RANSOMER, n. One that redeems.

RANSOMING, ppr. Redeeming from captivity, bondage or punishment by giving satisfaction to the possessor; rescuing; liberating.

RANSOMLESS, a. Free from ransom.

RANT, v.i. [Heb.]

To rave in violent, high sounding or extravagant language, without correspondent dignity of thought; to be noisy and boisterous in words or declamation; as a ranting preacher.

Look where my ranking host of the garter comes.

RANT, n. High sounding language without dignity of thought; boisterous, empty declamation; as the rant of fanatics.

This is stoical rant, without any foundation in the nature of man, or reason of things.

RANTER, n. A noisy talker; a boisterous preacher.

RANTING, ppr. Uttering high sounding words without solid sense; declaiming or preaching with boisterous empty words.

RANTIPOLE, a. [from rant.] Wild; roving; rakish. [A low word.]

RANTIPOLE, v.i. To run about wildly. [Low.]

RANTISM, n. The practice or tenets of ranters.

RANTY, a. Wild; noisy; boisterous.

RANULA, n. [L. rana, a frog; dim. a little frog.]

A swelling under the tongue, similar to the encysted tumors in different parts of the body.

RANUNCULUS, n. [L. from rana, a frog.]

In botany, crowfoot, a genus of plants of many species, some of them beautiful flowering plants, particularly the Asiatic, or Turkey and Persian ranunculus, which is diversified with many rich colors.

RAP, v.i. [L. rapio, rapidus, rapid.]

To strike with a quick sharp blow; to knock; as, to rap on the door.

RAP, v.t.
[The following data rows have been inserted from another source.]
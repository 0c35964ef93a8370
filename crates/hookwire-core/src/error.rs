use crate::context::HookKind;
use std::fmt;

#[derive(Debug, Clone, PartialEq, Eq)]
pub enum RenderError {
    /// A hook was called while its context had no open render scope.
    NoActiveRender,
    /// The context is already inside a render scope.
    AlreadyRendering,
    /// The context (or the one a setter points at) has been unmounted.
    Unmounted,
    /// A render called a different number of hooks than the previous one.
    HookCountMismatch { expected: usize, actual: usize },
    /// Slot `index` holds a different kind of hook than the one being called.
    HookKindMismatch {
        index: usize,
        expected: HookKind,
        found: HookKind,
    },
    StateAlreadyInitialized { index: usize },
    StateUninitialized { index: usize },
    StateTypeMismatch { index: usize, expected: &'static str },
    /// Dependencies were not a list.
    InvalidDeps { found: &'static str },
    DepsLengthChanged { previous: usize, next: usize },
    DuplicateKey { key: String },
    /// Error raised by component code.
    Component { name: String, message: String },
    /// Error raised by an effect during commit.
    Effect { message: String },
}

impl RenderError {
    pub fn component(name: impl Into<String>, message: impl Into<String>) -> Self {
        RenderError::Component {
            name: name.into(),
            message: message.into(),
        }
    }

    pub fn effect(message: impl Into<String>) -> Self {
        RenderError::Effect {
            message: message.into(),
        }
    }

    /// True for hook discipline and API misuse, as opposed to errors raised by
    /// component or effect code.
    pub fn is_usage_error(&self) -> bool {
        !matches!(
            self,
            RenderError::Component { .. } | RenderError::Effect { .. }
        )
    }
}

impl fmt::Display for RenderError {
    fn fmt(&self, f: &mut fmt::Formatter<'_>) -> fmt::Result {
        match self {
            RenderError::NoActiveRender => write!(f, "hook called outside of a render scope"),
            RenderError::AlreadyRendering => write!(f, "render context is already rendering"),
            RenderError::Unmounted => write!(f, "render context has been unmounted"),
            RenderError::HookCountMismatch { expected, actual } => {
                write!(f, "expected {expected} hook calls, got {actual}")
            }
            RenderError::HookKindMismatch {
                index,
                expected,
                found,
            } => write!(f, "hook {index} expected {expected}, found {found}"),
            RenderError::StateAlreadyInitialized { index } => {
                write!(f, "state {index} already initialized")
            }
            RenderError::StateUninitialized { index } => {
                write!(f, "state {index} used before initialization")
            }
            RenderError::StateTypeMismatch { index, expected } => {
                write!(f, "state {index} does not hold a {expected}")
            }
            RenderError::InvalidDeps { found } => {
                write!(f, "dependencies must be a list, got {found}")
            }
            RenderError::DepsLengthChanged { previous, next } => {
                write!(f, "dependency list changed length from {previous} to {next}")
            }
            RenderError::DuplicateKey { key } => write!(f, "duplicate sibling key {key}"),
            RenderError::Component { name, message } => {
                write!(f, "component {name} failed: {message}")
            }
            RenderError::Effect { message } => write!(f, "effect failed: {message}"),
        }
    }
}

impl std::error::Error for RenderError {}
To strike with a quick blow; to knock.

With one great peal they rap the door.

To rap out, to utter with sudden violence; as, to rap out an oath. [In the popular language of the United States, it is often pronounced rip, to rip out an oath; L. crepo.]

RAP, v.t.

1. to seize and bear away, as the mind or thoughts; to transport out of one’s self; to affect with ecstasy or rapture; as rapt into admiration.

I’m rapt with joy to see my Marcia’s tears.
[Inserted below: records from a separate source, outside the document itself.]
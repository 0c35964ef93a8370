//! Dynamic values flowing through props, component output and rendered nodes.
//!
//! Primitives, lists and maps compare by value. Elements, rendered nodes,
//! external objects and callables compare by identity: two handles are equal
//! only when they point at the same allocation.

use crate::collections::IndexMap;
use crate::element::Element;
use crate::renderer::RenderedNode;
use std::any::Any;
use std::fmt;
use std::rc::Rc;

/// Reserved prop key that carries positional children.
pub const CHILDREN_KEY: &str = "children";

#[derive(Clone, Default)]
pub enum Value {
    #[default]
    Null,
    Bool(bool),
    Int(i64),
    Float(f64),
    Str(Rc<str>),
    List(Vec<Value>),
    Map(Props),
    Element(Element),
    Node(Rc<RenderedNode>),
    Object(ExternalObject),
    Callable(Callback),
}

impl Value {
    pub fn is_null(&self) -> bool {
        matches!(self, Value::Null)
    }

    pub fn as_str(&self) -> Option<&str> {
        match self {
            Value::Str(s) => Some(s),
            _ => None,
        }
    }

    pub fn as_int(&self) -> Option<i64> {
        match self {
            Value::Int(v) => Some(*v),
            _ => None,
        }
    }

    pub fn as_bool(&self) -> Option<bool> {
        match self {
            Value::Bool(v) => Some(*v),
            _ => None,
        }
    }

    pub fn as_list(&self) -> Option<&[Value]> {
        match self {
            Value::List(items) => Some(items),
            _ => None,
        }
    }

    pub fn as_map(&self) -> Option<&Props> {
        match self {
            Value::Map(props) => Some(props),
            _ => None,
        }
    }

    pub fn as_node(&self) -> Option<&Rc<RenderedNode>> {
        match self {
            Value::Node(node) => Some(node),
            _ => None,
        }
    }

    pub fn as_object(&self) -> Option<&ExternalObject> {
        match self {
            Value::Object(object) => Some(object),
            _ => None,
        }
    }

    pub fn as_callable(&self) -> Option<&Callback> {
        match self {
            Value::Callable(callback) => Some(callback),
            _ => None,
        }
    }

    /// Short name of the variant, used in error messages.
    pub fn kind(&self) -> &'static str {
        match self {
            Value::Null => "null",
            Value::Bool(_) => "bool",
            Value::Int(_) => "int",
            Value::Float(_) => "float",
            Value::Str(_) => "string",
            Value::List(_) => "list",
            Value::Map(_) => "map",
            Value::Element(_) => "element",
            Value::Node(_) => "node",
            Value::Object(_) => "object",
            Value::Callable(_) => "callable",
        }
    }
}

impl PartialEq for Value {
    fn eq(&self, other: &Self) -> bool {
        match (self, other) {
            (Value::Null, Value::Null) => true,
            (Value::Bool(a), Value::Bool(b)) => a == b,
            (Value::Int(a), Value::Int(b)) => a == b,
            (Value::Float(a), Value::Float(b)) => a == b,
            (Value::Str(a), Value::Str(b)) => a == b,
            (Value::List(a), Value::List(b)) => a == b,
            (Value::Map(a), Value::Map(b)) => a == b,
            (Value::Element(a), Value::Element(b)) => a.ptr_eq(b),
            (Value::Node(a), Value::Node(b)) => Rc::ptr_eq(a, b),
            (Value::Object(a), Value::Object(b)) => a.ptr_eq(b),
            (Value::Callable(a), Value::Callable(b)) => a.ptr_eq(b),
            _ => false,
        }
    }
}

impl fmt::Debug for Value {
    fn fmt(&self, f: &mut fmt::Formatter<'_>) -> fmt::Result {
        match self {
            Value::Null => f.write_str("Null"),
            Value::Bool(v) => write!(f, "Bool({v})"),
            Value::Int(v) => write!(f, "Int({v})"),
            Value::Float(v) => write!(f, "Float({v})"),
            Value::Str(v) => write!(f, "Str({v:?})"),
            Value::List(items) => f.debug_list().entries(items).finish(),
            Value::Map(props) => props.fmt(f),
            Value::Element(element) => element.fmt(f),
            Value::Node(node) => node.fmt(f),
            Value::Object(object) => object.fmt(f),
            Value::Callable(callback) => callback.fmt(f),
        }
    }
}

impl From<bool> for Value {
    fn from(value: bool) -> Self {
        Value::Bool(value)
    }
}

impl From<i32> for Value {
    fn from(value: i32) -> Self {
        Value::Int(i64::from(value))
    }
}

impl From<i64> for Value {
    fn from(value: i64) -> Self {
        Value::Int(value)
    }
}

impl From<usize> for Value {
    fn from(value: usize) -> Self {
        Value::Int(i64::try_from(value).unwrap_or(i64::MAX))
    }
}

impl From<f64> for Value {
    fn from(value: f64) -> Self {
        Value::Float(value)
    }
}

impl From<&str> for Value {
    fn from(value: &str) -> Self {
        Value::Str(Rc::from(value))
    }
}

impl From<String> for Value {
    fn from(value: String) -> Self {
        Value::Str(Rc::from(value))
    }
}

impl From<Vec<Value>> for Value {
    fn from(value: Vec<Value>) -> Self {
        Value::List(value)
    }
}

impl From<Props> for Value {
    fn from(value: Props) -> Self {
        Value::Map(value)
    }
}

impl From<Element> for Value {
    fn from(value: Element) -> Self {
        Value::Element(value)
    }
}

impl From<ExternalObject> for Value {
    fn from(value: ExternalObject) -> Self {
        Value::Object(value)
    }
}

impl From<Callback> for Value {
    fn from(value: Callback) -> Self {
        Value::Callable(value)
    }
}

impl<T: Into<Value>> From<Option<T>> for Value {
    fn from(value: Option<T>) -> Self {
        value.map_or(Value::Null, Into::into)
    }
}

/// Builds a `Value::List`, typically used for hook dependency lists.
///
/// `deps![]` is the empty list ("run once"), `deps![a, b]` compares `a` and `b`.
#[macro_export]
macro_rules! deps {
    () => {
        $crate::Value::List(::std::vec::Vec::new())
    };
    ($($item:expr),+ $(,)?) => {
        $crate::Value::List(::std::vec![$($crate::Value::from($item)),+])
    };
}

/// Insertion-ordered prop map.
#[derive(Clone, Default, PartialEq)]
pub struct Props {
    entries: IndexMap<String, Value>,
}

impl Props {
    pub fn new() -> Self {
        Self::default()
    }

    /// Builder-style insert.
    pub fn with(mut self, key: impl Into<String>, value: impl Into<Value>) -> Self {
        self.insert(key, value);
        self
    }

    pub fn insert(&mut self, key: impl Into<String>, value: impl Into<Value>) -> Option<Value> {
        self.entries.insert(key.into(), value.into())
    }

    pub fn get(&self, key: &str) -> Option<&Value> {
        self.entries.get(key)
    }

    pub fn contains_key(&self, key: &str) -> bool {
        self.entries.contains_key(key)
    }

    /// Positional children folded under [`CHILDREN_KEY`].
    pub fn children(&self) -> Option<&Value> {
        self.get(CHILDREN_KEY)
    }

    pub fn len(&self) -> usize {
        self.entries.len()
    }

    pub fn is_empty(&self) -> bool {
        self.entries.is_empty()
    }

    pub fn iter(&self) -> impl Iterator<Item = (&str, &Value)> {
        self.entries.iter().map(|(key, value)| (key.as_str(), value))
    }

    pub fn keys(&self) -> impl Iterator<Item = &str> {
        self.entries.keys().map(String::as_str)
    }

    /// Shallow comparison used by memoized components: same keys, and each
    /// value equal under [`Value`]'s identity-for-handles equality.
    pub fn shallow_eq(&self, other: &Props) -> bool {
        self.entries.len() == other.entries.len()
            && self
                .entries
                .iter()
                .all(|(key, value)| other.entries.get(key) == Some(value))
    }
}

impl fmt::Debug for Props {
    fn fmt(&self, f: &mut fmt::Formatter<'_>) -> fmt::Result {
        f.debug_map().entries(self.entries.iter()).finish()
    }
}

impl<K: Into<String>, V: Into<Value>> FromIterator<(K, V)> for Props {
    fn from_iter<I: IntoIterator<Item = (K, V)>>(iter: I) -> Self {
        let mut props = Props::new();
        for (key, value) in iter {
            props.insert(key, value);
        }
        props
    }
}

/// Live, non-serializable value embedded in a tree. Compared by identity only.
#[derive(Clone)]
pub struct ExternalObject {
    inner: Rc<dyn Any>,
    type_name: &'static str,
}

impl ExternalObject {
    pub fn new<T: Any>(value: T) -> Self {
        Self {
            inner: Rc::new(value),
            type_name: std::any::type_name::<T>(),
        }
    }

    /// Wrap an existing shared value without reallocating; identity follows `value`.
    pub fn from_rc<T: Any>(value: Rc<T>) -> Self {
        Self {
            inner: value,
            type_name: std::any::type_name::<T>(),
        }
    }

    pub fn downcast_ref<T: Any>(&self) -> Option<&T> {
        self.inner.downcast_ref::<T>()
    }

    pub fn type_name(&self) -> &'static str {
        self.type_name
    }

    pub fn ptr_eq(&self, other: &ExternalObject) -> bool {
        self.identity() == other.identity()
    }

    /// Stable identity token, valid while any clone of this handle is alive.
    pub fn identity(&self) -> usize {
        Rc::as_ptr(&self.inner) as *const () as usize
    }
}

impl fmt::Debug for ExternalObject {
    fn fmt(&self, f: &mut fmt::Formatter<'_>) -> fmt::Result {
        write!(f, "ExternalObject<{}>@{:#x}", self.type_name, self.identity())
    }
}

type CallbackFn = dyn Fn(&[Value]);

/// Callable handle embedded in a tree. Compared by identity only.
#[derive(Clone)]
pub struct Callback {
    inner: Rc<CallbackFn>,
}

impl Callback {
    pub fn new(f: impl Fn(&[Value]) + 'static) -> Self {
        Self { inner: Rc::new(f) }
    }

    pub fn call(&self, args: &[Value]) {
        (self.inner)(args)
    }

    pub fn ptr_eq(&self, other: &Callback) -> bool {
        self.identity() == other.identity()
    }

    /// Stable identity token, valid while any clone of this handle is alive.
    pub fn identity(&self) -> usize {
        Rc::as_ptr(&self.inner) as *const () as usize
    }
}

impl fmt::Debug for Callback {
    fn fmt(&self, f: &mut fmt::Formatter<'_>) -> fmt::Result {
        write!(f, "Callback@{:#x}", self.identity())
    }
}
Rapt into future times the bar begun.

2. To snatch or hurry away.

And rapt with whirling wheels.

Rapt in a chariot drawn by fiery steeds.

3. To seize by violence.

4. To exchange; to truck. [Low and not used.]

To rap and rend, to seize and tear or strip; to fall on and plunder; to snatch by violence. They brought off all they could rap and rend. [See Rend.]
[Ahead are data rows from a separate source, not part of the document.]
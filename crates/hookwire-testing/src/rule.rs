use hookwire_core::{
    Element, RenderError, RenderStats, RenderedNode, Renderer, RendererOptions, Value,
};
use hookwire_encoder::{EncodeError, EncodedDocument, EncoderConfig, NodeEncoder};
use std::cell::Cell;
use std::fmt;
use std::fmt::Write as _;
use std::rc::Rc;

const MAX_PUMP_PASSES: usize = 100;

#[derive(Debug, Clone, PartialEq)]
pub enum RuleError {
    Render(RenderError),
    Encode(EncodeError),
    /// `pump_until_idle` kept finding new state changes.
    Unsettled { passes: usize },
    UnknownCallable { id: String },
}

impl fmt::Display for RuleError {
    fn fmt(&self, f: &mut fmt::Formatter<'_>) -> fmt::Result {
        match self {
            RuleError::Render(err) => write!(f, "render failed: {err}"),
            RuleError::Encode(err) => write!(f, "encode failed: {err}"),
            RuleError::Unsettled { passes } => {
                write!(f, "content still changing after {passes} render passes")
            }
            RuleError::UnknownCallable { id } => write!(f, "no callable registered as {id}"),
        }
    }
}

impl std::error::Error for RuleError {
    fn source(&self) -> Option<&(dyn std::error::Error + 'static)> {
        match self {
            RuleError::Render(err) => Some(err),
            RuleError::Encode(err) => Some(err),
            _ => None,
        }
    }
}

impl From<RenderError> for RuleError {
    fn from(err: RenderError) -> Self {
        RuleError::Render(err)
    }
}

impl From<EncodeError> for RuleError {
    fn from(err: EncodeError) -> Self {
        RuleError::Encode(err)
    }
}

/// Headless harness for exercising component trees in tests.
///
/// Owns a renderer and an encoder session. Every render is followed by an
/// encode, so a test can assert on the rendered tree, the wire payload, and
/// the objects and callables each pass introduced.
pub struct RenderTestRule {
    renderer: Renderer,
    encoder: NodeEncoder,
    content: Option<Box<dyn Fn() -> Element>>,
    changes: Rc<Cell<usize>>,
    tree: Option<Rc<RenderedNode>>,
    document: Option<EncodedDocument>,
    passes: usize,
}

impl RenderTestRule {
    pub fn new() -> Self {
        Self::with_options(RendererOptions::default(), EncoderConfig::default())
    }

    pub fn with_options(options: RendererOptions, config: EncoderConfig) -> Self {
        let changes = Rc::new(Cell::new(0));
        let counter = Rc::clone(&changes);
        Self {
            renderer: Renderer::with_options(move || counter.set(counter.get() + 1), options),
            encoder: NodeEncoder::with_config(config),
            content: None,
            changes,
            tree: None,
            document: None,
            passes: 0,
        }
    }

    /// Install content and perform the initial render and encode.
    pub fn set_content(&mut self, content: impl Fn() -> Element + 'static) -> Result<(), RuleError> {
        self.content = Some(Box::new(content));
        self.render()
    }

    /// Render and encode the installed content again, changed or not.
    pub fn rerender(&mut self) -> Result<(), RuleError> {
        self.render()
    }

    /// Render until no state change is pending.
    pub fn pump_until_idle(&mut self) -> Result<(), RuleError> {
        let mut passes = 0;
        while self.renderer.needs_render() {
            passes += 1;
            if passes > MAX_PUMP_PASSES {
                return Err(RuleError::Unsettled {
                    passes: MAX_PUMP_PASSES,
                });
            }
            log::trace!("pump_until_idle: pass {passes}");
            self.render()?;
        }
        Ok(())
    }

    /// Invoke a callable by its wire id, the way a remote client would.
    pub fn invoke(&self, id: &str, args: &[Value]) -> Result<(), RuleError> {
        let callable = self
            .encoder
            .resolve_callable(id)
            .ok_or_else(|| RuleError::UnknownCallable { id: id.to_owned() })?;
        callable.call(args);
        Ok(())
    }

    pub fn has_content(&self) -> bool {
        self.content.is_some()
    }

    /// Number of state changes reported since the rule was created.
    pub fn change_count(&self) -> usize {
        self.changes.get()
    }

    pub fn needs_render(&self) -> bool {
        self.renderer.needs_render()
    }

    /// Successful render passes so far.
    pub fn pass_count(&self) -> usize {
        self.passes
    }

    pub fn last_stats(&self) -> RenderStats {
        self.renderer.last_stats()
    }

    pub fn tree(&self) -> Option<&Rc<RenderedNode>> {
        self.tree.as_ref()
    }

    pub fn document(&self) -> Option<&EncodedDocument> {
        self.document.as_ref()
    }

    /// The last payload, or `Null` before the first render.
    pub fn payload(&self) -> serde_json::Value {
        self.document
            .as_ref()
            .map(|document| document.payload.clone())
            .unwrap_or_default()
    }

    pub fn renderer(&mut self) -> &mut Renderer {
        &mut self.renderer
    }

    pub fn encoder(&self) -> &NodeEncoder {
        &self.encoder
    }

    /// First node named `name` in depth-first document order.
    pub fn find_node(&self, name: &str) -> Option<Rc<RenderedNode>> {
        self.tree.as_ref().and_then(|tree| find_in_node(tree, name))
    }

    /// Unmount everything; the installed content stays for a later rerender.
    pub fn unmount(&mut self) {
        self.renderer.unmount();
        self.tree = None;
    }

    /// Dump the current node tree as indented text for debugging.
    pub fn dump_tree(&self) -> String {
        let mut out = String::new();
        if let Some(tree) = &self.tree {
            dump_node(&mut out, tree, 0);
        }
        out
    }

    fn render(&mut self) -> Result<(), RuleError> {
        let Some(content) = self.content.as_ref() else {
            return Ok(());
        };
        let element = content();
        let tree = self.renderer.render(&element)?;
        let document = self.encoder.encode(&tree)?;
        self.tree = Some(tree);
        self.document = Some(document);
        self.passes += 1;
        Ok(())
    }
}

impl Default for RenderTestRule {
    fn default() -> Self {
        Self::new()
    }
}

/// Convenience helper for tests that only need temporary access to a rule.
pub fn run_test_render<R>(f: impl FnOnce(&mut RenderTestRule) -> R) -> R {
    let mut rule = RenderTestRule::new();
    f(&mut rule)
}

fn find_in_node(node: &Rc<RenderedNode>, name: &str) -> Option<Rc<RenderedNode>> {
    if node.name() == name {
        return Some(Rc::clone(node));
    }
    node.props()?
        .iter()
        .find_map(|(_, value)| find_in_value(value, name))
}

fn find_in_value(value: &Value, name: &str) -> Option<Rc<RenderedNode>> {
    match value {
        Value::Node(node) => find_in_node(node, name),
        Value::List(items) => items.iter().find_map(|item| find_in_value(item, name)),
        Value::Map(props) => props.iter().find_map(|(_, value)| find_in_value(value, name)),
        _ => None,
    }
}

fn dump_node(out: &mut String, node: &RenderedNode, depth: usize) {
    let _ = writeln!(out, "{:indent$}<{}>", "", node.name(), indent = depth * 2);
    let Some(props) = node.props() else {
        return;
    };
    for (name, value) in props.iter() {
        dump_value(out, name, value, depth + 1);
    }
}

fn dump_value(out: &mut String, name: &str, value: &Value, depth: usize) {
    let indent = depth * 2;
    match value {
        Value::Node(node) => {
            let _ = writeln!(out, "{:indent$}{name}:", "");
            dump_node(out, node, depth + 1);
        }
        Value::List(items) if items.iter().any(|item| matches!(item, Value::Node(_))) => {
            let _ = writeln!(out, "{:indent$}{name}:", "");
            for (index, item) in items.iter().enumerate() {
                dump_value(out, &format!("[{index}]"), item, depth + 1);
            }
        }
        other => {
            let _ = writeln!(out, "{:indent$}{name} = {other:?}", "");
        }
    }
}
RAP, n. a quick smart blow; as a rap on the knuckles.

RAPACIOUS, a. [L. rapax, from rapio, to seize. See Rap.]

1. Given to plunder; disposed or accustomed to seize by violence; seizing by force; as a rapacious enemy.

Well may thy lord, appeas’d redeem thee quite from death’s rapacious claim.

2. Accustomed to seize for food; subsisting on prey or animals seized by violence; as a rapacious tiger; a rapacious fowl.

RAPACIOUSLY, adv. By rapine; by violent robbery or seizure.

RAPACIOUSNESS, n. The quality of being rapacious; disposition to plunder or to exact by oppression.

RAPACITY, n. [L. rapacitas, from rapax, rapio.]

1. Addictedness to plunder; the exercise of plunder; the act or practice of seizing by force; as the rapacity of a conquering army; the rapacity of pirates; the rapacity of a Turkish pashaw; the rapacity of extortioners.

2. Ravenousness; as the rapacity of animals.

3. The act or practice of extorting or exacting by oppressive injustice.

RAPE, n. [L. rapio, raptus. See Rap.]

1. In a general sense, a seizing by violence; also, a seizing and carrying away by force, as females.

2. In law, the carnal knowledge of a woman forcibly and against her will.

3. Privation; the act of seizing or taking away.

And ruin’d orphans of thy rapes complain.

4. something taken or seized and carried away.

Where now are all my hopes? oh, never more shall they revive, nor death her rapes restore.

5. Fruit plucked from the cluster.

6. A division of a county in Sussex, in England; or an intermediate division between a hundred and a shire, and containing three or four hundreds.

RAPE, n. [L. rapa, Gr.]

A plant of the genus Brassica, called also cole-rape and cole-seed, and of which the navew or French turnip is a variety.

The broom-rape is of the genus Orobanche.